Final design of a long-planned stormwater treatment system at the outfall of the 7,300-linear-foot Cove Hollow stormwater pipe, which empties into Georgica Pond, was presented to the East Hampton Town Board this week.
The Cove Hollow stormwater pipe was constructed in the 1930s as a drainage project to alleviate flooding from farmland runoff. It runs from the railroad trestle at the northern end of Cove Hollow Road, near Route 114, to the outlet at Georgica Cove, emptying into the pond. Half of the pipe is located within the town, and half within East Hampton Village.
Stormwater flowing to the pond is a source of nutrients, sediment and bacteria, among other roadside contaminants, Mellissa Winslow, principal environmental analyst in the town’s Natural Resources Department, told the board.
The pond has been beset with macroalgae and blooms of cyanobacteria, or blue-green algae, nourished by excess nitrogen and phosphorous loading. “That’s what makes this project important in moving forward and trying to alleviate some of these issues,” she said. The goal is to reduce the volume, and improve the quality, of stormwater flowing into the pond.
A camera inspection and engineering review led to a recommendation to capture and treat stormwater exiting the pipe before entering Georgica Cove. The town sought proposals in 2022 and hired the VHB environmental consultancy to design and create a wetland.
The 1-acre site where the existing outfall is situated, at the end of Cove Hollow Road east of the pond and north of Georgica Cove, is “somewhat overtaken by phragmites on the southern edge,” said Andrew Kelly from VHB, and the invasive species should be addressed as part of the proposed improvements. He described “a meandering design through the parcel” that integrates passive pedestrian use and a small parking area.
Stormwater improvements primarily consist of “daylighting” the existing pipe, which Kelly defined as opening it to a “best management practices,” or BMP, structure so that water can flow freely out of it. This structure is typically a bioswale or rain garden, he said.
The existing 24-inch pipe comes down Cove Hollow Road into an existing structure before turning to Georgica Cove. “We are proposing to turn that pipe and spear it off into our BMP systems,” Kelly said, starting with a sediment forebay or plunge pool. That, he said, will slow drainage and allow for larger solids to “sort themselves out.”
A dam structure would then overflow to a shallow constructed wetland area, allowing water to pool and work its way south to a secondary structure, a gabion weir, which would further slow and filter stormwater as it passed through the system.

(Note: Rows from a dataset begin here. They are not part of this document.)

//! NBA Parlay Engine - Entry Point
//!
//! Subcommands:
//! - `candidates`: fetch today's odds, annotate, list and save the bet pool
//! - `recommend --select 0,3,5`: parlays and stake sizes over picked bets
//! - `acquire [--once]`: scheduled fetch-and-save daemon
//! - `train`: fit the model on the saved training rows
//!
//! Wiring sequence:
//! 1. Parse CLI, load config.toml (defaults when absent) + validate
//! 2. Init tracing (JSON or plain, RUST_LOG overrides config)
//! 3. Build adapters (odds, schedule, model, snapshot store)
//! 4. Run the requested flow; the daemon runs until SIGINT

#[cfg(not(target_env = "msvc"))]
#[global_allocator]
static GLOBAL: tikv_jemallocator::Jemalloc = tikv_jemallocator::Jemalloc;

use std::sync::Arc;

use anyhow::{Context, Result};
use chrono::Local;
use clap::{Parser, Subcommand};
use tokio::signal;
use tokio::sync::broadcast;
use tracing::{error, info, warn};

use nba_parlay_engine::adapters::api::{NbaStatsClient, OddsApiClient};
use nba_parlay_engine::adapters::metrics::{HealthServer, HealthState, MetricsRegistry};
use nba_parlay_engine::adapters::model::{LogisticModel, LogisticTrainer};
use nba_parlay_engine::adapters::persistence::JsonSnapshotStore;
use nba_parlay_engine::config::{self, AppConfig};
use nba_parlay_engine::domain::{BetCandidate, ParlayStatus, TeamReference};
use nba_parlay_engine::ports::repository::SnapshotRepository;
use nba_parlay_engine::usecases::acquisition::{AcquisitionJob, parse_run_times};
use nba_parlay_engine::usecases::recommender::fetch_inputs;
use nba_parlay_engine::usecases::{MarketInputs, ParlayRecommender, Recommendation};

#[derive(Parser)]
#[command(name = "nba-parlay")]
#[command(author, version, about = "NBA parlay combinations and Kelly staking", long_about = None)]
struct Cli {
    /// Path to the configuration file
    #[arg(short, long, global = true, default_value = "config.toml")]
    config: String,

    #[command(subcommand)]
    command: Commands,
}

#[derive(Subcommand)]
enum Commands {
    /// List today's annotated bet candidates
    Candidates {
        /// Use the last saved snapshots instead of fetching
        #[arg(long)]
        offline: bool,
    },

    /// Build parlays over selected candidates and size the stakes
    ///
    /// Indices refer to the pool last listed by `candidates`, which is
    /// saved for this purpose. `--refresh` rebuilds the pool instead.
    Recommend {
        /// Candidate indices, as listed by `candidates`
        #[arg(short, long, value_delimiter = ',', required = true)]
        select: Vec<usize>,

        /// Flat stake per parlay
        #[arg(long)]
        stake: Option<f64>,

        /// Bankroll for Kelly sizing
        #[arg(long)]
        bankroll: Option<f64>,

        /// Maximum legs per parlay
        #[arg(long)]
        max_legs: Option<usize>,

        /// Target cumulative decimal odds
        #[arg(long)]
        target_odds: Option<f64>,

        /// Relative band half-width around the target
        #[arg(long)]
        margin: Option<f64>,

        /// Rebuild the pool instead of using the one `candidates` listed
        #[arg(long)]
        refresh: bool,

        /// With --refresh: build from the last saved snapshots instead of fetching
        #[arg(long)]
        offline: bool,
    },

    /// Fit the model on the saved training rows and overwrite the model file
    Train,

    /// Fetch and save schedule, teams, odds and training rows
    Acquire {
        /// Run a single pass and exit
        #[arg(long)]
        once: bool,
    },
}

#[tokio::main]
async fn main() -> Result<()> {
    let cli = Cli::parse();

    // ── 1. Load configuration ───────────────────────────────
    let config = config::loader::load_or_default(&cli.config).context("Failed to load configuration")?;

    // ── 2. Initialize structured logging ────────────────────
    init_tracing(&config);

    info!(
        name = %config.app.name,
        version = env!("CARGO_PKG_VERSION"),
        "Starting NBA parlay engine"
    );

    match cli.command {
        Commands::Candidates { offline } => {
            let recommender = ParlayRecommender::from_config(&config.parlay, &config.staking)?;
            let pool = load_pool(&config, &recommender, offline).await?;
            print_candidates(&pool);
            JsonSnapshotStore::new(&config.acquisition.data_dir)
                .await?
                .save_candidate_pool(&pool)
                .await?;
        }
        Commands::Recommend {
            select,
            stake,
            bankroll,
            max_legs,
            target_odds,
            margin,
            refresh,
            offline,
        } => {
            let mut parlay = config.parlay.clone();
            parlay.max_legs = max_legs.unwrap_or(parlay.max_legs);
            parlay.target_odds = target_odds.unwrap_or(parlay.target_odds);
            parlay.margin = margin.unwrap_or(parlay.margin);
            let mut staking = config.staking.clone();
            staking.stake = stake.unwrap_or(staking.stake);
            staking.bankroll = bankroll.unwrap_or(staking.bankroll);

            let recommender = ParlayRecommender::from_config(&parlay, &staking)?;
            let store = JsonSnapshotStore::new(&config.acquisition.data_dir).await?;
            let saved = if refresh { None } else { store.load_candidate_pool().await? };
            let pool = if let Some(pool) = saved {
                info!(candidates = pool.len(), "Using the pool listed by `candidates`");
                pool
            } else {
                if !refresh {
                    warn!("No listed pool saved; building a fresh one, run `candidates` to see its indices");
                }
                let pool = load_pool(&config, &recommender, offline).await?;
                store.save_candidate_pool(&pool).await?;
                pool
            };
            let recommendation = recommender.recommend(&pool, &select)?;
            print_recommendation(&recommender, &recommendation);
        }
        Commands::Train => run_training(&config).await?,
        Commands::Acquire { once } => run_acquisition(config, once).await?,
    }

    Ok(())
}

fn init_tracing(config: &AppConfig) {
    let filter = tracing_subscriber::EnvFilter::try_from_default_env()
        .unwrap_or_else(|_| tracing_subscriber::EnvFilter::new(&config.app.log_level));
    let builder = tracing_subscriber::fmt()
        .with_env_filter(filter)
        .with_writer(std::io::stderr);
    if config.app.json_logs {
        builder.json().init();
    } else {
        builder.init();
    }
}

/// Fetch (or load) market inputs and build the annotated pool.
async fn load_pool(
    config: &AppConfig,
    recommender: &ParlayRecommender,
    offline: bool,
) -> Result<Vec<BetCandidate>> {
    let inputs = if offline {
        load_snapshots(config).await?
    } else {
        let odds = OddsApiClient::new(config.odds_api.clone(), config::loader::odds_api_key()?)?;
        let schedule = NbaStatsClient::new(config.nba_stats.clone())?;
        fetch_inputs(&odds, &schedule, Local::now().date_naive()).await?
    };

    let model = LogisticModel::load(&config.model.path)?;
    Ok(recommender.prepare(&inputs, &model)?)
}

async fn load_snapshots(config: &AppConfig) -> Result<MarketInputs> {
    let store = JsonSnapshotStore::new(&config.acquisition.data_dir).await?;
    let odds = store
        .load_odds()
        .await?
        .context("No saved odds; run `nba-parlay acquire --once` first")?;
    let schedule = store
        .load_schedule()
        .await?
        .context("No saved schedule; run `nba-parlay acquire --once` first")?;
    let teams = store.load_teams().await?.unwrap_or_else(TeamReference::nba);
    Ok(MarketInputs { odds, schedule, teams })
}

/// Fit the model on the prepared bets and save it to the configured path.
async fn run_training(config: &AppConfig) -> Result<()> {
    let store = JsonSnapshotStore::new(&config.acquisition.data_dir).await?;
    let rows = store.load_prepared_bets().await?;
    anyhow::ensure!(
        !rows.is_empty(),
        "No prepared bets in {}; run `nba-parlay acquire --once` first",
        store.dir().display()
    );

    let (model, report) = LogisticTrainer::new(config.training.clone()).train(&rows)?;
    model.save(&config.model.path)?;

    println!("Rows: {} train, {} holdout", report.train_rows, report.test_rows);
    match report.roc_auc {
        Some(auc) => println!("Model ROC-AUC: {auc:.4}"),
        None => println!("Model ROC-AUC: n/a (single-class holdout)"),
    }
    println!("Model Accuracy: {:.4}", report.accuracy);
    println!("Model saved to {}", config.model.path);
    Ok(())
}

/// Run the acquisition job, once or as a daemon with metrics and probes.
async fn run_acquisition(config: AppConfig, once: bool) -> Result<()> {
    let odds = Arc::new(OddsApiClient::new(
        config.odds_api.clone(),
        config::loader::odds_api_key()?,
    )?);
    let schedule = Arc::new(NbaStatsClient::new(config.nba_stats.clone())?);
    let store = Arc::new(JsonSnapshotStore::new(&config.acquisition.data_dir).await?);
    let run_times = parse_run_times(&config.acquisition.run_times)?;

    let (job, status_rx) = AcquisitionJob::new(odds, schedule, store, run_times);
    let job = job.with_history_days(config.acquisition.history_days);

    if once {
        let report = job.run_once(Local::now().date_naive()).await?;
        println!(
            "Saved {} scheduled games, {} recent game rows, {} odds games, {} prepared bets",
            report.scheduled_games, report.historical_games, report.odds_games, report.prepared_bets
        );
        return Ok(());
    }

    // ── Shutdown channel ────────────────────────────────────
    let (shutdown_tx, _shutdown_rx) = broadcast::channel::<()>(1);

    // ── Metrics and health servers ──────────────────────────
    let mut servers = Vec::new();
    if config.metrics.enabled {
        let metrics = Arc::new(MetricsRegistry::new()?);
        tokio::spawn(Arc::clone(&metrics).track(status_rx.clone()));

        let metrics_shutdown = shutdown_tx.subscribe();
        let bind_address = config.metrics.bind_address.clone();
        servers.push(tokio::spawn(async move {
            if let Err(e) = metrics.serve(bind_address, metrics_shutdown).await {
                error!(error = %e, "Metrics server failed");
            }
        }));

        let health = HealthServer::new(Arc::new(HealthState::new(status_rx)), config.metrics.health_port);
        let health_shutdown = shutdown_tx.subscribe();
        servers.push(tokio::spawn(async move {
            if let Err(e) = health.run(health_shutdown).await {
                error!(error = %e, "Health server failed");
            }
        }));
    }

    // ── Acquisition loop ────────────────────────────────────
    let job_shutdown = shutdown_tx.subscribe();
    let job_handle = tokio::spawn(async move {
        if let Err(e) = job.run(job_shutdown).await {
            error!(error = %e, "Acquisition job failed");
        }
    });

    info!("Acquisition daemon running");

    signal::ctrl_c().await.context("Failed to listen for SIGINT")?;
    info!("SIGINT received, initiating graceful shutdown");
    let _ = shutdown_tx.send(());

    if tokio::time::timeout(std::time::Duration::from_secs(30), job_handle)
        .await
        .is_err()
    {
        warn!("Acquisition job did not stop within 30s");
    }
    for server in servers {
        let _ = tokio::time::timeout(std::time::Duration::from_secs(5), server).await;
    }

    info!("Shutdown complete");
    Ok(())
}

fn print_candidates(pool: &[BetCandidate]) {
    if pool.is_empty() {
        println!("No bet candidates available.");
        return;
    }
    println!(
        "{:>4}  {:<28} {:<16} {:<8} {:>7} {:>7} {:>8}",
        "#", "team", "bookmaker", "market", "price", "point", "prob"
    );
    for (i, bet) in pool.iter().enumerate() {
        println!(
            "{:>4}  {:<28} {:<16} {:<8} {:>7.2} {:>7.1} {:>8.4}",
            i,
            bet.team,
            bet.bookmaker,
            bet.bet_type.as_str(),
            bet.price,
            bet.point,
            bet.predicted_probability
        );
    }
}

fn print_recommendation(recommender: &ParlayRecommender, rec: &Recommendation) {
    let query = recommender.query();
    let (low, high) = query.band();
    let staking = recommender.staking();
    println!(
        "Target {:.2} ({low:.2} to {high:.2}), up to {} legs; stake {:.2}, bankroll {:.2}",
        query.target_odds,
        query.max_legs,
        staking.stake(),
        staking.bankroll()
    );
    println!();
    println!("Selected bets:");
    for bet in &rec.selected {
        println!(
            "  {:<40} {:>7.2} {:>8.4}",
            bet.label(),
            bet.price,
            bet.predicted_probability
        );
    }
    println!();

    match rec.status() {
        ParlayStatus::NoCandidates => {
            println!("No bets selected.");
            return;
        }
        ParlayStatus::NoneInBand => {
            println!("No parlays generated within the specified odds range.");
            return;
        }
        ParlayStatus::Found => {}
    }

    println!(
        "{:<60} {:>8} {:>8} {:>10} {:>10}",
        "parlay", "odds", "prob", "return", "kelly"
    );
    for stake in &rec.stakes {
        let edge = if stake.has_edge { "" } else { "  (no edge)" };
        println!(
            "{:<60} {:>8} {:>8} {:>10} {:>10}{edge}",
            stake.label,
            stake.cumulative_odds,
            stake.cumulative_probability,
            stake.potential_return,
            stake.kelly_stake
        );
    }
}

Flow would continue to another shallow wetland or micro-pool, the last infiltration area before water exits to the outfall.
The system is designed to treat a 1.5-inch rain event, he said, but an overflow is built into the design, so anything more than 1.5 inches, such as the rain in East Hampton Town on Sunday night into Monday, would follow the same route as the existing pipe but be “upsized” to a 30-inch elliptical pipe.
“In terms of the actual outfall into Georgica Cove, we are proposing to replace the existing structure that’s there today,” Kelly said, citing its deteriorating condition.
An upland buffer area will comprise native and adaptive plant species, Kelly said, capable of absorbing varying degrees of inundation from storm events and aid in filtering and slowing stormwater.
He also proposed an excavation method to remove phragmites, through mowing or hand removal, toward the southern half of the site. “We will also look to integrate a root barrier installation around the perimeter” aimed at preventing phragmites outside of the parcel from re-establishing.
An initial submission to the New York State Department of Environmental Conservation and the U.S. Army Corps of Engineers yielded comments and subsequent revisions to the plan, said VHB’s Ryan Winter.
“We are preparing to make submission back to them within the next week,” he said. “We do anticipate potentially one more round of comments, especially with the DEC” regarding phragmites removal and the existing outfall. “There may be a bit more back-and-forth with those, but otherwise all the comments have been addressed,” he said.
Plans will then advance to construction documents and further detail on the cost estimate, currently $2.1 million. A post-project water quality analysis will assess impacts of the improvements. A monitoring and adaptive management plan will also be created. The DEC and Army Corps, Kelly said, would likely shape that plan. “Our recommendations are here today,” he said, “but they are likely to change based on the final permit conditions that we receive from the DEC.”
Before the presentation, Sara Davison of the Friends of Georgica Pond Foundation told the board that the foundation enthusiastically supports the plan. “Although it’s a unique location and situation with an extremely long stormwater pipe, it is our hope that this project can serve as a model for other road ends that discharge stormwater into our surface waters,” she said.
Rainstorms such as the event on Sunday and Monday are “a very large source of bacterial contamination to our surface waters,” she said, “and projects like this that intercept the stormwater, slow it down, meander it and use traditional engineering and green engineering to affect the solution are very worth considering, and I hope you will consider it favorably.”